The first few minutes before The Maids starts, two sisters, Claire, played by College third-year Mia Richardson, and Solange, played by College first-year Alice Rosenberg, primp and preen as coquettish music plays, improvising little bits for laughs. These tongue-in-cheek moments only become more menacing as the dialogue begins.
The Maids, an absurdist French play written by Jean Genet and translated into English by Bernard Frechtman, is showing at the Kander Theater from March 13–16, directed by College fourth-year Olivia Wohlgemuth as her senior capstone.
In a sickly sweet bedroom, maids Claire and Solange push the boundaries of performance, creating perspective-bending fantasies of submission and control centered around their mistress, Madame, played by College fourth-year Julius Kopald, and their subsequent hatred and adoration of her. They conspire to kill her but struggle against the difference between make-believe, reality, and their self-hatred, saying, “filth doesn’t love filth,” and “when slaves love one another it’s not love.”
Claire and Solange call each other different names throughout the play, making it sometimes difficult to discern what is happening, but that is exactly the point. These switches and fantasy games get repetitive and a little draining after a while, but that only reinforces what the play is trying to do — make everything seem counterfeit, exhausting, pointless, and absurd. This show is not for people who get uncomfortable with intimacy and intensity. There is an erotic, incestuous dynamic between the two maids, often manifesting in elaborate battles of dominance and dangerous experiments with the fake and the real, each imagined scenario toeing the line between continued tension and sudden death.
But that doesn’t mean it isn’t worth watching; it’s quite the opposite. Push through the initial discomfort to witness three actors put everything into their roles. Richardson is phenomenal as Claire, embodying a duality between a nervous charm as a maid and towering dominance in her fantasies. Everything she does is with complete confidence. Rosenberg is a formidable Solange — complete with a soft yet twisted love for her sister and an urge to take control. She explores insecurity in her submissive performance as the maid but comes into her own, frequently striking a pose with her arms outstretched in a powerful, all-knowing stance. Kopald’s Madame is witty, manic, and threatening. A certain feeling lingers when Madame is around, and Kopald sinks his teeth into it.

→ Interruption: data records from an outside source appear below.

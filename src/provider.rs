use std::sync::mpsc::{Receiver, Sender};
use std::thread;
use std::time::Duration;

use anyhow::Result;
use chrono::{Datelike, NaiveDate, Utc};

use crate::admin::{self, EntityKind};
use crate::comments;
use crate::docstore::Db;
use crate::football_api::{Competition, Country, Fixture, FootballApi, StandingRow, TeamRef};
use crate::leaderboard::{self, DAILY_PICKS, DailyPicks};
use crate::news;
use crate::predictions::{self, PredictionError};
use crate::session_cache::{COMPETITIONS_KEY, COUNTRIES_KEY, TtlCache, teams_key};
use crate::state::{AdminView, Delta, ProviderCommand, SearchResults};

const STANDINGS_TTL: Duration = Duration::from_secs(10 * 60);
const LEADERBOARD_LIMIT: usize = 50;
const NEWS_LIMIT: usize = 30;
const TEAM_FIXTURES_NEXT: u8 = 10;

/// Background worker that owns all network and store reads for the client.
pub struct Provider {
    api: FootballApi,
    db: Db,
    competitions: TtlCache<Vec<Competition>>,
    countries: TtlCache<Vec<Country>>,
    teams: TtlCache<Vec<TeamRef>>,
    standings: TtlCache<Vec<StandingRow>>,
}

pub fn spawn_provider(api: FootballApi, db: Db, tx: Sender<Delta>, cmd_rx: Receiver<ProviderCommand>) {
    thread::spawn(move || {
        let mut provider = Provider::new(api, db);
        for cmd in cmd_rx {
            for delta in provider.handle(cmd) {
                if tx.send(delta).is_err() {
                    return;
                }
            }
        }
    });
}

impl Provider {
    pub fn new(api: FootballApi, db: Db) -> Self {
        Self {
            api,
            db,
            competitions: TtlCache::default(),
            countries: TtlCache::default(),
            teams: TtlCache::default(),
            standings: TtlCache::new(STANDINGS_TTL),
        }
    }

    /// Runs one command to completion. Failures come back as `[WARN]` log
    /// deltas next to an empty result.
    pub fn handle(&mut self, cmd: ProviderCommand) -> Vec<Delta> {
        match cmd {
            ProviderCommand::FetchFixtures { date } => match self.fixtures(date) {
                Ok(fixtures) => vec![Delta::SetFixtures { date, fixtures }],
                Err(err) => vec![
                    warn(format!("Fixtures fetch error: {err:#}")),
                    Delta::SetFixtures {
                        date,
                        fixtures: Vec::new(),
                    },
                ],
            },
            ProviderCommand::FetchCompetitions => self.competitions_deltas(),
            ProviderCommand::RefreshCompetitions => {
                self.competitions.clear();
                self.countries.clear();
                self.teams.clear();
                let mut out = vec![Delta::Log("[INFO] Competition lists refreshed".to_string())];
                out.extend(self.competitions_deltas());
                out
            }
            ProviderCommand::FetchTeams { league_id, season } => {
                let key = teams_key(league_id, season);
                if let Some(teams) = self.teams.get(&key) {
                    return vec![Delta::SetTeams { league_id, teams }];
                }
                match self.api.teams(league_id, season) {
                    Ok(mut teams) => {
                        for team in &mut teams {
                            team.name =
                                admin::display_name(&self.db, EntityKind::Team, team.id, &team.name);
                        }
                        self.teams.set(key, teams.clone());
                        vec![Delta::SetTeams { league_id, teams }]
                    }
                    Err(err) => vec![
                        warn(format!("Teams fetch error: {err:#}")),
                        Delta::SetTeams {
                            league_id,
                            teams: Vec::new(),
                        },
                    ],
                }
            }
            ProviderCommand::FetchStandings { league_id, season } => {
                let key = format!("standings:{league_id}:{season}");
                if let Some(rows) = self.standings.get(&key) {
                    return vec![Delta::SetStandings { league_id, rows }];
                }
                match self.api.standings(league_id, season) {
                    Ok(rows) => {
                        self.standings.set(key, rows.clone());
                        vec![Delta::SetStandings { league_id, rows }]
                    }
                    Err(err) => vec![
                        warn(format!("Standings fetch error: {err:#}")),
                        Delta::SetStandings {
                            league_id,
                            rows: Vec::new(),
                        },
                    ],
                }
            }
            ProviderCommand::FetchTeamFixtures { team_id } => {
                match self.api.team_fixtures(team_id, TEAM_FIXTURES_NEXT) {
                    Ok(fixtures) => vec![Delta::SetTeamFixtures { team_id, fixtures }],
                    Err(err) => vec![
                        warn(format!("Team fixtures fetch error: {err:#}")),
                        Delta::SetTeamFixtures {
                            team_id,
                            fixtures: Vec::new(),
                        },
                    ],
                }
            }
            ProviderCommand::Search { query } => {
                let (results, errors) = self.search(&query);
                let mut out: Vec<Delta> = errors.into_iter().map(warn).collect();
                out.push(Delta::SetSearch(results));
                out
            }
            ProviderCommand::FetchNews => match news::latest(&self.db, NEWS_LIMIT) {
                Ok(items) => vec![Delta::SetNews(items)],
                Err(err) => vec![warn(format!("News load error: {err}")), Delta::SetNews(Vec::new())],
            },
            ProviderCommand::FetchLeaderboard => {
                match leaderboard::top_entries(&self.db, LEADERBOARD_LIMIT) {
                    Ok(entries) => vec![Delta::SetLeaderboard(entries)],
                    Err(err) => vec![
                        warn(format!("Leaderboard load error: {err}")),
                        Delta::SetLeaderboard(Vec::new()),
                    ],
                }
            }
            ProviderCommand::FetchComments { fixture_id } => self.comments_delta(fixture_id),
            ProviderCommand::PostComment { fixture_id, text } => {
                let mut out = Vec::new();
                match comments::post(&self.db, fixture_id, &text) {
                    Ok(Some(_)) => {}
                    Ok(None) => out.push(warn("Sign in and type something to comment".to_string())),
                    Err(err) => out.push(warn(format!("Comment not posted: {err}"))),
                }
                out.extend(self.comments_delta(fixture_id));
                out
            }
            ProviderCommand::ToggleLike {
                fixture_id,
                comment_id,
            } => {
                let mut out = Vec::new();
                if let Err(err) = comments::toggle_like(&self.db, fixture_id, &comment_id) {
                    out.push(warn(format!("Like not saved: {err}")));
                }
                out.extend(self.comments_delta(fixture_id));
                out
            }
            ProviderCommand::FetchOdds { fixture_id } => match self.api.odds(fixture_id) {
                Ok(odds) => vec![Delta::SetOdds { fixture_id, odds }],
                Err(err) => vec![
                    warn(format!("Odds fetch error: {err:#}")),
                    Delta::SetOdds {
                        fixture_id,
                        odds: None,
                    },
                ],
            },
            ProviderCommand::FetchMyPredictions => {
                let Some(uid) = self.db.session().uid().map(|s| s.to_string()) else {
                    return vec![Delta::SetPredictions(Vec::new())];
                };
                match predictions::user_predictions(&self.db, &uid) {
                    Ok(list) => vec![Delta::SetPredictions(list)],
                    Err(err) => vec![
                        warn(format!("Predictions load error: {err}")),
                        Delta::SetPredictions(Vec::new()),
                    ],
                }
            }
            ProviderCommand::SubmitPrediction {
                fixture_id,
                kickoff,
                score,
            } => match predictions::submit_prediction(&self.db, fixture_id, kickoff, score, Utc::now()) {
                Ok(saved) => vec![Delta::PredictionSaved(saved)],
                Err(PredictionError::Locked(_)) => {
                    vec![warn("Predictions close at kickoff".to_string())]
                }
                Err(err) => vec![warn(format!("Prediction not saved: {err}"))],
            },
            ProviderCommand::FetchAdmin { date } => self.admin_delta(date),
            ProviderCommand::TogglePin { fixture_id, label } => {
                let pinned = admin::pinned_matches(&self.db)
                    .map(|list| list.iter().any(|p| p.fixture_id == fixture_id));
                let result = match pinned {
                    Ok(true) => admin::unpin_match(&self.db, fixture_id),
                    Ok(false) => admin::pin_match(&self.db, fixture_id, &label),
                    Err(err) => Err(err),
                };
                let mut out = Vec::new();
                if let Err(err) = result {
                    out.push(warn(format!("Pin not saved: {err}")));
                }
                out.extend(self.admin_delta(Utc::now().date_naive()));
                out
            }
            ProviderCommand::ToggleDailyPick { date, fixture_id } => {
                let day = date.format("%Y-%m-%d").to_string();
                let result = leaderboard::daily_picks(&self.db, &day).and_then(|picks| {
                    let mut ids = picks.fixture_ids;
                    if let Some(pos) = ids.iter().position(|id| *id == fixture_id) {
                        ids.remove(pos);
                    } else {
                        ids.push(fixture_id);
                    }
                    admin::set_daily_picks(&self.db, &day, &ids)
                });
                let mut out = Vec::new();
                if let Err(err) = result {
                    out.push(warn(format!("Daily pick not saved: {err}")));
                }
                out.extend(self.admin_delta(date));
                out
            }
        }
    }

    fn fixtures(&self, date: NaiveDate) -> Result<Vec<Fixture>> {
        let mut fixtures = self.api.fixtures_by_date(date)?;
        for fixture in &mut fixtures {
            fixture.home.name =
                admin::display_name(&self.db, EntityKind::Team, fixture.home.id, &fixture.home.name);
            fixture.away.name =
                admin::display_name(&self.db, EntityKind::Team, fixture.away.id, &fixture.away.name);
            fixture.league_name = admin::display_name(
                &self.db,
                EntityKind::League,
                fixture.league_id,
                &fixture.league_name,
            );
        }
        Ok(fixtures)
    }

    fn competitions_deltas(&mut self) -> Vec<Delta> {
        let mut out = Vec::new();
        match self.competitions() {
            Ok(list) => out.push(Delta::SetCompetitions(list)),
            Err(err) => {
                out.push(warn(format!("Competitions fetch error: {err:#}")));
                out.push(Delta::SetCompetitions(Vec::new()));
            }
        }
        match self.countries() {
            Ok(list) => out.push(Delta::SetCountries(list)),
            Err(err) => out.push(warn(format!("Countries fetch error: {err:#}"))),
        }
        out
    }

    fn countries(&mut self) -> Result<Vec<Country>> {
        if let Some(list) = self.countries.get(COUNTRIES_KEY) {
            return Ok(list);
        }
        let list = self.api.countries()?;
        self.countries.set(COUNTRIES_KEY, list.clone());
        Ok(list)
    }

    fn competitions(&mut self) -> Result<Vec<Competition>> {
        if let Some(list) = self.competitions.get(COMPETITIONS_KEY) {
            return Ok(list);
        }
        let mut list = self.api.competitions()?;
        for competition in &mut list {
            competition.name =
                admin::display_name(&self.db, EntityKind::League, competition.id, &competition.name);
        }
        // Managed competitions go first, in the order the admins chose.
        if let Ok(managed) = admin::managed_competitions(&self.db) {
            list.sort_by_key(|c| {
                managed
                    .iter()
                    .position(|m| m.league_id == c.id)
                    .unwrap_or(usize::MAX)
            });
        }
        self.competitions.set(COMPETITIONS_KEY, list.clone());
        Ok(list)
    }

    fn search(&self, query: &str) -> (SearchResults, Vec<String>) {
        let mut results = SearchResults {
            query: query.to_string(),
            ..SearchResults::default()
        };
        let mut errors = Vec::new();
        match self.api.search_teams(query) {
            Ok(teams) => results.teams = teams,
            Err(err) => errors.push(format!("Team search error: {err:#}")),
        }
        match self.api.search_players(query) {
            Ok(players) => results.players = players,
            Err(err) => errors.push(format!("Player search error: {err:#}")),
        }
        match self.api.search_competitions(query) {
            Ok(competitions) => results.competitions = competitions,
            Err(err) => errors.push(format!("Competition search error: {err:#}")),
        }
        (results, errors)
    }

    fn comments_delta(&self, fixture_id: u32) -> Vec<Delta> {
        match comments::list(&self.db, fixture_id) {
            Ok(comments) => vec![Delta::SetComments {
                fixture_id,
                comments,
            }],
            Err(err) => vec![
                warn(format!("Comments load error: {err}")),
                Delta::SetComments {
                    fixture_id,
                    comments: Vec::new(),
                },
            ],
        }
    }

    fn admin_delta(&self, date: NaiveDate) -> Vec<Delta> {
        let day = date.format("%Y-%m-%d").to_string();
        let mut out = Vec::new();
        let pinned = admin::pinned_matches(&self.db).unwrap_or_else(|err| {
            out.push(warn(format!("Pinned matches load error: {err}")));
            Vec::new()
        });
        let managed = admin::managed_competitions(&self.db).unwrap_or_else(|err| {
            out.push(warn(format!("Managed competitions load error: {err}")));
            Vec::new()
        });
        let picks = leaderboard::daily_picks(&self.db, &day).unwrap_or_else(|err| {
            out.push(warn(format!("{DAILY_PICKS} load error: {err}")));
            DailyPicks {
                date: day.clone(),
                fixture_ids: Vec::new(),
            }
        });
        out.push(Delta::SetAdmin(AdminView {
            pinned,
            managed,
            picks,
        }));
        out
    }
}

/// Season year API-Football uses for a league running on `date`
/// (European seasons start in July).
pub fn season_for(date: NaiveDate) -> u16 {
    let year = date.year();
    let season = if date.month() >= 7 { year } else { year - 1 };
    u16::try_from(season).unwrap_or(0)
}

fn warn(msg: String) -> Delta {
    Delta::Log(format!("[WARN] {msg}"))
}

There is such a push and pull in this show, creating perfect shapes and destroying them, creating a message that’s hard to put into words but easy to feel. However, there is one moment where the abstraction of fantasy and absurdism breaks: Claire and Solange lay on Madame’s bed in the dark, singing a song together; it is soft, reverent. Claire stops the singing, saying, “No. No weakness.” Wohlgemuth’s direction gives this scene its gravity, staging a direct link of vulnerability between the actors and the audience.
Every technical element is personalized and plays a major role in creating meaning. The set is meticulously crafted to show how much Solange and Claire mess things up and put them back together. The perfect pink flowers on the floor and dressers are tossed around and hastily hidden again. The floor is an acrid green with a gold ring in the middle, like a trap, a clock with no hands, or an undefined place in space and time. There are three mirrors on the stage, all creating portraits of Wohlgemuth’s stunning blocking and direction. One mirror, however, is fake — just an empty frame. This portal to an unfamiliar space, or perhaps the world outside of the play, invites the audience to watch — or be watched — and consider themselves and their own modes of performance.
The costumes, created by College second-year Cal Avins, are the perfect blend of period drama and slight eccentricity, always partially undone to emphasize the blurred lines between dress-up, performance, and reality. The lights, designed by College second-years Reka Ladanyi and Assistant Lighting Designer Owen Shirrell, follow every slight change in emotion and tension, balancing sweet light pink tones with ominous purples and blues. Experimentation with images and beauty standards would not be as poignant if not for College third-year Olive Raymond, the doll-like finish on each character’s makeup reflecting the consistent use of facades in the play.
Although it may be overwhelming, The Maids is a must-see for anyone looking to expand the bounds of their perception and keep thinking after they leave the theater.